Design and Analysis of Haptic Interface and Teleoperator Feedback Systems.

Abstract

This dissertation analyzes feedback design within haptic interface and teleoperator systems to reveal fundamental tradeoffs between design objectives, uncover intrinsic limitations imposed by hardware, and improve existing design practice. The challenge of haptic rendering and teleoperation is to synthesize a realistic mechanical sensation through feedback control while achieving other satisfactory feedback properties including robustness to hardware, noise attenuation, and stability. Special performance requirements and human-in-the-loop stability issues inherent to haptic rendering and teleoperation mean that certain conventional tools for servo-control design are not applicable. This dissertation addresses the gap in applicable theory by applying linear systems analysis to reveal previously unrecognized algebraic and analytic design relationships within haptic rendering and teleoperation. The introduction of distortion as a new performance metric for haptic rendering and teleoperation is a key contribution of this work and leads to a suite of new design relationships and tools.
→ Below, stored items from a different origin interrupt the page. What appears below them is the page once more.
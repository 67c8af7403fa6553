//! Message assembly
//!
//! [`dissect`] drives the line scanner and the header parsers over one SIP
//! message: start line, header block up to the blank line, then the body as
//! bounded by `Content-Length`. It never touches correlation state, so a
//! need-more-data outcome leaves nothing to undo.

use crate::config::AnalyzerConfig;
use crate::error::{Warning, WarningKind};
use crate::parser::line::{classify_line, contains_nul, find_line, find_logical_line, LineKind};
use crate::parser::{parse_header_line, parse_uri};
use crate::types::{
    CSeqValue, HeaderField, HeaderKind, HeaderValue, Method, Transport, UriOffsets,
};
use serde::{Deserialize, Serialize};
use std::ops::Range;
use tracing::{debug, warn};

/// Outcome of dissecting the bytes at one offset
#[derive(Debug, Clone, PartialEq, Eq)]
pub enum Dissection {
    /// A complete request or response
    Message(Box<SipMessage>),
    /// The caller allowed non-SIP text to follow a message; everything up
    /// to `consumed` was taken as continuation data.
    Continuation { consumed: usize },
    /// The stream needs more bytes. `consumed` is the offset where the
    /// incomplete message starts.
    NeedMoreData { consumed: usize },
    /// Not a SIP message
    NotSip,
}

/// Contact bookkeeping used by the registration summary
#[derive(Debug, Clone, Copy, Default, PartialEq, Eq, Serialize, Deserialize)]
pub struct ContactSummary {
    pub star: bool,
    pub count: usize,
    pub expires_zero: usize,
    pub expires_unknown: usize,
}

/// A dissected SIP request or response. All ranges are absolute offsets
/// into the buffer handed to [`dissect`].
#[derive(Debug, Clone, PartialEq, Eq, Serialize, Deserialize)]
pub struct SipMessage {
    /// Start line, without its terminator
    pub start_line: Range<usize>,
    pub line: LineKind,
    pub request_uri: Option<UriOffsets>,
    pub headers: Vec<HeaderField>,
    /// Message-level warnings; header warnings stay on their header
    pub warnings: Vec<Warning>,
    pub call_id: Option<String>,
    pub cseq: Option<CSeqValue>,
    pub content_length: Option<u32>,
    pub body: Range<usize>,
    pub contacts: ContactSummary,
    /// An `Expires: 0` header is present
    pub expires_is_0: bool,
    /// INVITE, SUBSCRIBE or REFER carrying a To-tag
    pub in_dialog: bool,
    /// The blank line ending the header block was found
    pub headers_terminated: bool,
}

impl SipMessage {
    /// Offset one past the last byte of this message
    pub fn end(&self) -> usize {
        self.body.end
    }

    pub fn len(&self) -> usize {
        self.body.end - self.start_line.start
    }

    pub fn is_empty(&self) -> bool {
        self.len() == 0
    }

    pub fn is_request(&self) -> bool {
        self.line.is_request()
    }

    pub fn method(&self) -> Option<&Method> {
        match &self.line {
            LineKind::RequestLine { method, .. } => Some(method),
            _ => None,
        }
    }

    pub fn status_code(&self) -> Option<u16> {
        match self.line {
            LineKind::StatusLine { code, .. } => Some(code),
            _ => None,
        }
    }

    pub fn reason_phrase<'a>(&self, buf: &'a [u8]) -> Option<&'a [u8]> {
        match &self.line {
            LineKind::StatusLine { reason, .. } => buf.get(reason.clone()),
            _ => None,
        }
    }

    /// First header of `kind`
    pub fn header(&self, kind: HeaderKind) -> Option<&HeaderField> {
        self.headers.iter().find(|h| h.kind() == Some(kind))
    }

    /// Every header of `kind`, in message order
    pub fn headers_of(&self, kind: HeaderKind) -> impl Iterator<Item = &HeaderField> {
        self.headers.iter().filter(move |h| h.kind() == Some(kind))
    }

    /// Header and message warnings together
    pub fn all_warnings(&self) -> impl Iterator<Item = &Warning> {
        self.warnings
            .iter()
            .chain(self.headers.iter().flat_map(|h| h.warnings.iter()))
    }
}

#[inline]
fn is_print(c: u8) -> bool {
    (0x20..0x7f).contains(&c)
}

/// Dissect the message starting at `offset`.
///
/// `buf` must already be cut to the reported length. With
/// `allow_continuation` a start line that is neither a request nor a status
/// line is taken as continuation data instead of rejecting the buffer.
pub fn dissect(
    buf: &[u8],
    offset: usize,
    transport: Transport,
    config: &AnalyzerConfig,
    allow_continuation: bool,
) -> Dissection {
    let offset = offset.min(buf.len());
    if !allow_continuation && buf.get(offset).map_or(true, |&c| !is_print(c)) {
        return Dissection::NotSip;
    }

    let first = find_line(buf, offset);
    if first.is_empty() || contains_nul(&buf[first.span()]) {
        return Dissection::NotSip;
    }

    let line = classify_line(&buf[first.span()], config.strict_sip_version).offset_by(first.start);
    debug!(offset, kind = ?line, "classified start line");
    if line == LineKind::Other {
        return if allow_continuation {
            Dissection::Continuation { consumed: buf.len() }
        } else {
            Dissection::NotSip
        };
    }

    let stream = transport.is_stream();
    let mut message = SipMessage {
        start_line: first.span(),
        request_uri: None,
        line,
        headers: Vec::new(),
        warnings: Vec::new(),
        call_id: None,
        cseq: None,
        content_length: None,
        body: 0..0,
        contacts: ContactSummary::default(),
        expires_is_0: false,
        in_dialog: false,
        headers_terminated: false,
    };
    if let LineKind::RequestLine { request_uri, .. } = &message.line {
        message.request_uri = parse_uri(buf, request_uri.start, request_uri.end, Some(request_uri.end));
    }

    let mut current = first.next;
    while current < buf.len() {
        let header_line = find_logical_line(buf, current);
        if header_line.is_empty() {
            current = header_line.next;
            message.headers_terminated = true;
            break;
        }
        match parse_header_line(buf, header_line.span(), config) {
            Some(field) => message.headers.push(field),
            None => message
                .warnings
                .push(Warning::new(WarningKind::HeaderNoColon, header_line.span())),
        }
        current = header_line.next;
    }

    if !message.headers_terminated {
        if stream && config.desegment_headers {
            debug!(offset, "header block incomplete, waiting for more data");
            return Dissection::NeedMoreData { consumed: offset };
        }
        let last = message.headers.last().map_or(first.span(), |h| h.line_span.clone());
        message
            .warnings
            .push(Warning::new(WarningKind::HeaderNotTerminated, last));
    }

    summarize_headers(&mut message, config);

    let body_start = current.min(buf.len());
    let available = buf.len() - body_start;
    let body_len = match message.content_length {
        Some(declared) if declared as usize > available => {
            if stream && config.desegment_body {
                debug!(offset, declared, available, "body incomplete, waiting for more data");
                return Dissection::NeedMoreData { consumed: offset };
            }
            message.warnings.push(Warning::new(
                WarningKind::ContentLengthMismatch,
                body_start..buf.len(),
            ));
            available
        }
        Some(declared) => declared as usize,
        None => available,
    };
    message.body = body_start..body_start + body_len;

    for warning in message.all_warnings() {
        warn!(kind = %warning.kind, span = ?warning.span, "malformed SIP input");
    }

    Dissection::Message(Box::new(message))
}

/// Pull the values the correlator and the summaries need out of the headers
fn summarize_headers(message: &mut SipMessage, config: &AnalyzerConfig) {
    let mut to_tag = false;
    for field in &message.headers {
        match (&field.value, field.kind()) {
            (HeaderValue::CallId(call_id), _) if message.call_id.is_none() => {
                message.call_id = Some(call_id.clone());
            }
            (HeaderValue::CSeq(cseq), _) if message.cseq.is_none() => {
                message.cseq = Some(cseq.clone());
            }
            (HeaderValue::Integer(n), Some(HeaderKind::ContentLength)) => {
                message.content_length = Some(*n);
            }
            (HeaderValue::Integer(0), Some(HeaderKind::Expires)) => message.expires_is_0 = true,
            (HeaderValue::Address(address), Some(HeaderKind::To)) => to_tag |= address.tag.is_some(),
            (HeaderValue::Contact(list), _) => {
                message.contacts.star |= list.star;
                message.contacts.count += list.contacts.len();
                message.contacts.expires_zero += list.expires_zero();
                message.contacts.expires_unknown += list.expires_unknown();
            }
            _ => {}
        }
    }

    if let Some(call_id) = &message.call_id {
        if call_id.len() > config.max_call_id_len {
            debug!(len = call_id.len(), "Call-ID longer than the correlation key bound");
        }
    }

    message.in_dialog = to_tag
        && matches!(
            message.method(),
            Some(Method::Invite) | Some(Method::Subscribe) | Some(Method::Refer)
        );
}

#[cfg(test)]
mod tests {
    use super::*;

    fn message(buf: &[u8]) -> SipMessage {
        match dissect(buf, 0, Transport::Udp, &AnalyzerConfig::default(), false) {
            Dissection::Message(message) => *message,
            other => panic!("expected a message, got {:?}", other),
        }
    }

    const INVITE: &[u8] = b"INVITE sip:bob@biloxi.com SIP/2.0\r\n\
Via: SIP/2.0/UDP pc33.atlanta.com;branch=z9hG4bK776asdhds\r\n\
Max-Forwards: 70\r\n\
To: Bob <sip:bob@biloxi.com>\r\n\
From: Alice <sip:alice@atlanta.com>;tag=1928301774\r\n\
Call-ID: a84b4c76e66710@pc33.atlanta.com\r\n\
CSeq: 314159 INVITE\r\n\
Contact: <sip:alice@pc33.atlanta.com>\r\n\
Content-Type: application/sdp\r\n\
Content-Length: 4\r\n\
\r\n\
v=0\n";

    #[test]
    fn test_invite() {
        let msg = message(INVITE);
        assert!(msg.is_request());
        assert_eq!(msg.method(), Some(&Method::Invite));
        assert_eq!(msg.headers.len(), 9);
        assert_eq!(msg.call_id.as_deref(), Some("a84b4c76e66710@pc33.atlanta.com"));
        assert_eq!(msg.cseq.as_ref().map(|c| c.number), Some(314159));
        assert_eq!(msg.content_length, Some(4));
        assert_eq!(&INVITE[msg.body.clone()], b"v=0\n");
        assert_eq!(msg.end(), INVITE.len());
        assert!(msg.headers_terminated);
        assert!(!msg.in_dialog);
        assert_eq!(msg.contacts.count, 1);
        let uri = msg.request_uri.as_ref().unwrap();
        assert_eq!(UriOffsets::text(INVITE, &uri.host), Some("biloxi.com"));
    }

    #[test]
    fn test_response() {
        let buf = b"SIP/2.0 180 Ringing\r\nCall-ID: x\r\nCSeq: 1 INVITE\r\nContent-Length: 0\r\n\r\n";
        let msg = message(buf);
        assert_eq!(msg.status_code(), Some(180));
        assert_eq!(msg.reason_phrase(buf), Some(&b"Ringing"[..]));
        assert!(msg.body.is_empty());
    }

    #[test]
    fn test_not_sip() {
        let config = AnalyzerConfig::default();
        let udp = |buf: &[u8]| dissect(buf, 0, Transport::Udp, &config, false);
        assert_eq!(udp(b"GET / HTTP/1.1\r\n\r\n"), Dissection::NotSip);
        assert_eq!(udp(b"\x01INVITE sip:a@b SIP/2.0\r\n\r\n"), Dissection::NotSip);
        assert_eq!(udp(b"\r\nINVITE sip:a@b SIP/2.0\r\n"), Dissection::NotSip);
        assert_eq!(udp(b"INVITE sip:a@b\0 SIP/2.0\r\n\r\n"), Dissection::NotSip);
        assert_eq!(udp(b""), Dissection::NotSip);
    }

    #[test]
    fn test_continuation() {
        let config = AnalyzerConfig::default();
        let buf = b"trailing garbage\r\n";
        assert_eq!(
            dissect(buf, 0, Transport::Tcp, &config, true),
            Dissection::Continuation { consumed: buf.len() }
        );
    }

    #[test]
    fn test_header_not_terminated() {
        let buf = b"OPTIONS sip:a@b SIP/2.0\r\nCall-ID: x\r\nCSeq: 1 OPTIONS\r\n";
        let msg = message(buf);
        assert!(!msg.headers_terminated);
        assert_eq!(msg.headers.len(), 2);
        assert!(msg
            .warnings
            .iter()
            .any(|w| w.kind == WarningKind::HeaderNotTerminated));
    }

    #[test]
    fn test_header_without_colon_is_skipped() {
        let buf = b"OPTIONS sip:a@b SIP/2.0\r\nbogus line\r\nCall-ID: x\r\n\r\n";
        let msg = message(buf);
        assert_eq!(msg.headers.len(), 1);
        assert_eq!(msg.warnings[0].kind, WarningKind::HeaderNoColon);
        assert_eq!(msg.call_id.as_deref(), Some("x"));
    }

    #[test]
    fn test_content_length_larger_than_datagram() {
        let buf = b"MESSAGE sip:a@b SIP/2.0\r\nContent-Length: 100\r\n\r\nhello";
        let msg = message(buf);
        assert_eq!(&buf[msg.body.clone()], b"hello");
        assert!(msg
            .warnings
            .iter()
            .any(|w| w.kind == WarningKind::ContentLengthMismatch));
    }

    #[test]
    fn test_tcp_waits_for_headers_and_body() {
        let config = AnalyzerConfig::default();
        let partial_headers = b"INVITE sip:a@b SIP/2.0\r\nCall-ID: x\r\n";
        assert_eq!(
            dissect(partial_headers, 0, Transport::Tcp, &config, false),
            Dissection::NeedMoreData { consumed: 0 }
        );
        let partial_body = b"INVITE sip:a@b SIP/2.0\r\nContent-Length: 10\r\n\r\nabc";
        assert_eq!(
            dissect(partial_body, 0, Transport::Tcp, &config, false),
            Dissection::NeedMoreData { consumed: 0 }
        );

        let relaxed = AnalyzerConfig::default().with_desegmentation(false, false);
        assert!(matches!(
            dissect(partial_body, 0, Transport::Tcp, &relaxed, false),
            Dissection::Message(_)
        ));
    }

    #[test]
    fn test_to_tag_marks_in_dialog() {
        let buf = b"INVITE sip:a@b SIP/2.0\r\nTo: <sip:a@b>;tag=xyz\r\nCall-ID: x\r\n\r\n";
        assert!(message(buf).in_dialog);
        let buf = b"MESSAGE sip:a@b SIP/2.0\r\nTo: <sip:a@b>;tag=xyz\r\n\r\n";
        assert!(!message(buf).in_dialog);
    }

    #[test]
    fn test_compact_headers_feed_summary() {
        let buf = b"REGISTER sip:reg SIP/2.0\r\ni: abc\r\nm: *\r\nExpires: 0\r\nl: 0\r\n\r\n";
        let msg = message(buf);
        assert_eq!(msg.call_id.as_deref(), Some("abc"));
        assert!(msg.contacts.star);
        assert!(msg.expires_is_0);
        assert_eq!(msg.content_length, Some(0));
    }
}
Important feedback design goals including performance, stability robustness, insensitivity to hardware parameter variations, and noise attenuation present a multi-objective synthesis problem with intrinsic tradeoffs. Furthermore, properties of the hardware including actuator bandwidth limitations, sensor and actuator noise, hardware nonlinearities and lightly damped structural modes constrain the feedback design and achievable goals. The analyses of haptic rendering and teleoperation presented in this dissertation yield relationships that distinguish feasible from infeasible specifications and predict performance as well as other feedback properties that may be expected from a well-tuned controller. Hardware dynamics play a key role in feedback design tradeoffs and limitations. If desired feedback properties are not feasible with given hardware, interpretation of tradeoff relationships and limitations provides direction for hardware re-design.